Try it |
Read through the data, and wherever a line holds the word "ModelFixture", write that line out.

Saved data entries

//! Velocity model query tool.
//!
//! Queries the LSU Imperial Valley model for points read from a file or
//! stdin, and converts or checks the model's binary lattice.

use std::fs::File;
use std::io::{self, BufReader};
use std::path::{Path, PathBuf};

use anyhow::{bail, Context, Result};
use clap::{Parser, Subcommand};
use tracing::{info, Level};
use tracing_subscriber::FmtSubscriber;

use velocity_model::{
    write_lattice, GridConfig, GridStore, LoadOptions, VelocityModel, GRID_FILE_NAME,
};
use vm_query::{build_grid, format_info, read_points, records, render, verify_grid, OutputFormat};

#[derive(Parser, Debug)]
#[command(name = "vm-query")]
#[command(about = "Query the LSU Imperial Valley velocity model", long_about = None)]
struct Cli {
    /// Log level
    #[arg(long, default_value = "warn", global = true)]
    log_level: String,

    /// Emit logs as JSON
    #[arg(long, global = true)]
    log_json: bool,

    #[command(subcommand)]
    command: Commands,
}

#[derive(clap::Args, Debug)]
struct ModelArgs {
    /// Directory the model is installed under
    #[arg(long, env = "UCVM_INSTALL_PATH")]
    install_dir: PathBuf,

    /// Model label
    #[arg(long, default_value = "ivlsu")]
    label: String,

    /// Largest lattice, in megabytes, to hold in memory
    #[arg(long, env = "VM_MAX_MEMORY_MB")]
    max_memory_mb: Option<usize>,

    /// Always read the lattice from disk
    #[arg(long)]
    file_backed: bool,
}

impl ModelArgs {
    fn load_options(&self) -> LoadOptions {
        let mut options = LoadOptions::from_env();
        if self.max_memory_mb.is_some() {
            options.max_memory_mb = self.max_memory_mb;
        }
        options.force_file_backed |= self.file_backed;
        options
    }

    fn open(&self) -> Result<VelocityModel> {
        let model =
            VelocityModel::initialize_with(&self.install_dir, &self.label, &self.load_options())
                .with_context(|| {
                    format!(
                        "failed to load model '{}' from {}",
                        self.label,
                        self.install_dir.display()
                    )
                })?;
        Ok(model)
    }
}

#[derive(Subcommand, Debug)]
enum Commands {
    /// Query points given as `lon lat depth` lines
    Query {
        #[command(flatten)]
        model: ModelArgs,

        /// Input file (default: stdin)
        #[arg(short, long)]
        input: Option<PathBuf>,

        /// Output format: table (default), json, csv
        #[arg(short, long, default_value = "table")]
        output: OutputFormat,

        /// Spread the batch across all cores
        #[arg(long)]
        parallel: bool,
    },

    /// Show the model version and configuration
    Info {
        #[command(flatten)]
        model: ModelArgs,
    },

    /// Convert a text table (`easting_km northing_km depth_km vp_km_s`) into a lattice file
    BuildGrid {
        /// Model configuration file giving the lattice dimensions
        #[arg(short, long)]
        config: PathBuf,

        /// Text table to convert
        #[arg(short, long)]
        table: PathBuf,

        /// Output lattice (default: vp.dat next to the configuration, under model_dir)
        #[arg(short, long)]
        output: Option<PathBuf>,
    },

    /// Check a lattice file against its source text table
    VerifyGrid {
        /// Model configuration file giving the lattice dimensions and corners
        #[arg(short, long)]
        config: PathBuf,

        /// Source text table
        #[arg(short, long)]
        table: PathBuf,

        /// Lattice to check (default: vp.dat next to the configuration, under model_dir)
        #[arg(short, long)]
        grid: Option<PathBuf>,
    },
}

fn main() -> Result<()> {
    dotenvy::dotenv().ok();

    let cli = Cli::parse();
    init_tracing(&cli.log_level, cli.log_json)?;

    match cli.command {
        Commands::Query {
            model,
            input,
            output,
            parallel,
        } => {
            let model = model.open()?;
            let points = match &input {
                Some(path) => read_points(BufReader::new(open(path)?))?,
                None => read_points(io::stdin().lock())?,
            };

            let results = if parallel {
                model.query_parallel(&points)?
            } else {
                model.query(&points)?
            };
            info!(points = points.len(), "Query complete");

            print!("{}", ensure_newline(render(&records(&points, &results), output)?));
            model.finalize()?;
            Ok(())
        }
        Commands::Info { model } => {
            let model = model.open()?;
            println!("{}", format_info(&model));
            model.finalize()?;
            Ok(())
        }
        Commands::BuildGrid {
            config,
            table,
            output,
        } => {
            let grid_config = GridConfig::from_file(&config)?;
            let output = output.unwrap_or_else(|| default_grid_path(&config, &grid_config));

            let built = build_grid(BufReader::new(open(&table)?), &grid_config)?;
            if let Some(parent) = output.parent() {
                std::fs::create_dir_all(parent)
                    .with_context(|| format!("failed to create {}", parent.display()))?;
            }
            write_lattice(&output, &built.lattice)
                .with_context(|| format!("failed to write {}", output.display()))?;

            println!(
                "Wrote {} of {} nodes to {}",
                built.rows,
                built.lattice.len(),
                output.display()
            );
            Ok(())
        }
        Commands::VerifyGrid {
            config,
            table,
            grid,
        } => {
            let grid_config = GridConfig::from_file(&config)?;
            let grid = grid.unwrap_or_else(|| default_grid_path(&config, &grid_config));
            let store = GridStore::open(&grid, grid_config.dimensions(), &LoadOptions::default())?;

            let verification = verify_grid(BufReader::new(open(&table)?), &grid_config, &store)?;
            for m in &verification.mismatches {
                match m.found {
                    Some(found) => println!("line {}: BAD {:.1} found {:.1}", m.line, m.expected, found),
                    None => println!("line {}: BAD {:.1} outside lattice", m.line, m.expected),
                }
            }
            println!(
                "Checked {} rows, {} mismatches",
                verification.checked,
                verification.mismatches.len()
            );
            if !verification.is_ok() {
                bail!("lattice does not match {}", table.display());
            }
            Ok(())
        }
    }
}

fn init_tracing(log_level: &str, json: bool) -> Result<()> {
    let level = match log_level.to_lowercase().as_str() {
        "trace" => Level::TRACE,
        "debug" => Level::DEBUG,
        "info" => Level::INFO,
        "warn" => Level::WARN,
        "error" => Level::ERROR,
        _ => Level::WARN,
    };

    let builder = FmtSubscriber::builder()
        .with_max_level(level)
        .with_target(true)
        .with_writer(io::stderr);

    if json {
        tracing::subscriber::set_global_default(builder.json().finish())?;
    } else {
        tracing::subscriber::set_global_default(builder.finish())?;
    }
    Ok(())
}

fn open(path: &Path) -> Result<File> {
    File::open(path).with_context(|| format!("failed to open {}", path.display()))
}

/// `<config dir>/<model_dir>/vp.dat`, the layout under an installation's
/// `model/<label>/data` directory.
fn default_grid_path(config_path: &Path, config: &GridConfig) -> PathBuf {
    config_path
        .parent()
        .unwrap_or_else(|| Path::new("."))
        .join(&config.model_dir)
        .join(GRID_FILE_NAME)
}

fn ensure_newline(mut s: String) -> String {
    if !s.ends_with('\n') {
        s.push('\n');
    }
    s
}
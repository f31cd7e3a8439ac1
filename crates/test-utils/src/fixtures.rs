//! On-disk model fixtures.
//!
//! A [`ModelFixture`] lays out a throwaway install directory the same way a
//! real installation does:
//!
//! ```text
//! <install_dir>/model/<label>/data/config
//! <install_dir>/model/<label>/data/<model_dir>/vp.dat
//! ```

use std::fmt::Write as _;
use std::path::{Path, PathBuf};

/// Reference locations in the Imperial Valley model region.
pub mod region {
    /// UTM zone of the model.
    pub const UTM_ZONE: i32 = 11;

    /// Bottom-left corner, UTM easting/northing in meters.
    pub const BOTTOM_LEFT: (f64, f64) = (589000.0, 3607000.0);

    /// Top-right corner, UTM easting/northing in meters.
    pub const TOP_RIGHT: (f64, f64) = (654000.0, 3692000.0);

    /// Longitude/latitude of the bottom-left corner.
    pub const BOTTOM_LEFT_LONLAT: (f64, f64) = (-116.051578, 32.596922);

    /// A point well outside the model.
    pub const FAR_AWAY_LONLAT: (f64, f64) = (-100.0, 45.0);
}

/// Parameters for a generated configuration file.
#[derive(Debug, Clone)]
pub struct ConfigParams {
    pub utm_zone: i32,
    pub model_dir: String,
    pub nx: usize,
    pub ny: usize,
    pub nz: usize,
    pub depth: f64,
    /// Bottom-left corner easting, meters.
    pub origin_e: f64,
    /// Bottom-left corner northing, meters.
    pub origin_n: f64,
    /// Horizontal node spacing, meters.
    pub spacing: f64,
    pub depth_interval: f64,
    pub interpolation: bool,
}

impl ConfigParams {
    /// The full-size Imperial Valley layout: 66 x 86 x 9 at 1 km.
    pub fn imperial_valley() -> Self {
        Self {
            utm_zone: region::UTM_ZONE,
            model_dir: "iv".to_string(),
            nx: 66,
            ny: 86,
            nz: 9,
            depth: 8000.0,
            origin_e: region::BOTTOM_LEFT.0,
            origin_n: region::BOTTOM_LEFT.1,
            spacing: 1000.0,
            depth_interval: 1000.0,
            interpolation: true,
        }
    }

    /// A small axis-aligned lattice anchored at the model's bottom-left corner.
    pub fn small(nx: usize, ny: usize, nz: usize) -> Self {
        Self {
            nx,
            ny,
            nz,
            depth: 1000.0 * nz.saturating_sub(1).max(1) as f64,
            ..Self::imperial_valley()
        }
    }

    pub fn with_interpolation(mut self, on: bool) -> Self {
        self.interpolation = on;
        self
    }

    /// Number of samples the lattice file must hold.
    pub fn len(&self) -> usize {
        self.nx * self.ny * self.nz
    }

    pub fn is_empty(&self) -> bool {
        self.len() == 0
    }

    /// Render as configuration file text.
    pub fn to_config_text(&self) -> String {
        let width = self.spacing * (self.nx.max(2) - 1) as f64;
        let height = self.spacing * (self.ny.max(2) - 1) as f64;
        let (e0, n0) = (self.origin_e, self.origin_n);

        let mut out = String::from("# Generated test model\n\n");
        let _ = writeln!(out, "utm_zone = {}", self.utm_zone);
        let _ = writeln!(out, "model_dir = {}", self.model_dir);
        let _ = writeln!(out, "nx = {}", self.nx);
        let _ = writeln!(out, "ny = {}", self.ny);
        let _ = writeln!(out, "nz = {}", self.nz);
        let _ = writeln!(out, "depth = {}", self.depth);
        let _ = writeln!(out, "top_left_corner_e = {}", e0);
        let _ = writeln!(out, "top_left_corner_n = {}", n0 + height);
        let _ = writeln!(out, "top_right_corner_e = {}", e0 + width);
        let _ = writeln!(out, "top_right_corner_n = {}", n0 + height);
        let _ = writeln!(out, "bottom_left_corner_e = {}", e0);
        let _ = writeln!(out, "bottom_left_corner_n = {}", n0);
        let _ = writeln!(out, "bottom_right_corner_e = {}", e0 + width);
        let _ = writeln!(out, "bottom_right_corner_n = {}", n0);
        let _ = writeln!(out, "depth_interval = {}", self.depth_interval);
        let _ = writeln!(
            out,
            "interpolation = {}",
            if self.interpolation { "on" } else { "off" }
        );
        out
    }
}

/// A model installed into a temporary directory.
///
/// The directory is removed when the fixture is dropped.
pub struct ModelFixture {
    dir: tempfile::TempDir,
    label: String,
    model_dir: String,
}

impl ModelFixture {
    /// Install a model from generated parameters and lattice samples.
    pub fn install(label: &str, params: &ConfigParams, lattice: &[f32]) -> Self {
        Self::install_raw(label, &params.to_config_text(), &params.model_dir, Some(lattice))
    }

    /// Install a model from literal configuration text. `lattice` of `None`
    /// leaves the data directory without a `vp.dat`.
    pub fn install_raw(
        label: &str,
        config_text: &str,
        model_dir: &str,
        lattice: Option<&[f32]>,
    ) -> Self {
        let dir = crate::temp_test_dir_with_prefix("vm_fixture_");
        let fixture = Self {
            dir,
            label: label.to_string(),
            model_dir: model_dir.to_string(),
        };

        std::fs::create_dir_all(fixture.data_dir()).expect("Failed to create model data dir");
        std::fs::write(fixture.config_path(), config_text).expect("Failed to write config");
        if let Some(lattice) = lattice {
            write_lattice_file(fixture.grid_path(), lattice);
        }
        fixture
    }

    pub fn install_dir(&self) -> &Path {
        self.dir.path()
    }

    pub fn label(&self) -> &str {
        &self.label
    }

    /// `<install_dir>/model/<label>/data`
    pub fn data_root(&self) -> PathBuf {
        self.install_dir()
            .join("model")
            .join(&self.label)
            .join("data")
    }

    pub fn config_path(&self) -> PathBuf {
        self.data_root().join("config")
    }

    /// `<data_root>/<model_dir>`
    pub fn data_dir(&self) -> PathBuf {
        self.data_root().join(&self.model_dir)
    }

    pub fn grid_path(&self) -> PathBuf {
        self.data_dir().join("vp.dat")
    }
}

/// Write samples as little-endian `f32`, the `vp.dat` layout.
pub fn write_lattice_file(path: impl AsRef<Path>, lattice: &[f32]) {
    let bytes: Vec<u8> = lattice.iter().flat_map(|v| v.to_le_bytes()).collect();
    std::fs::write(path, bytes).expect("Failed to write lattice file");
}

Result below |
//! A [`ModelFixture`] lays out a throwaway install directory the same way a
pub struct ModelFixture {
impl ModelFixture {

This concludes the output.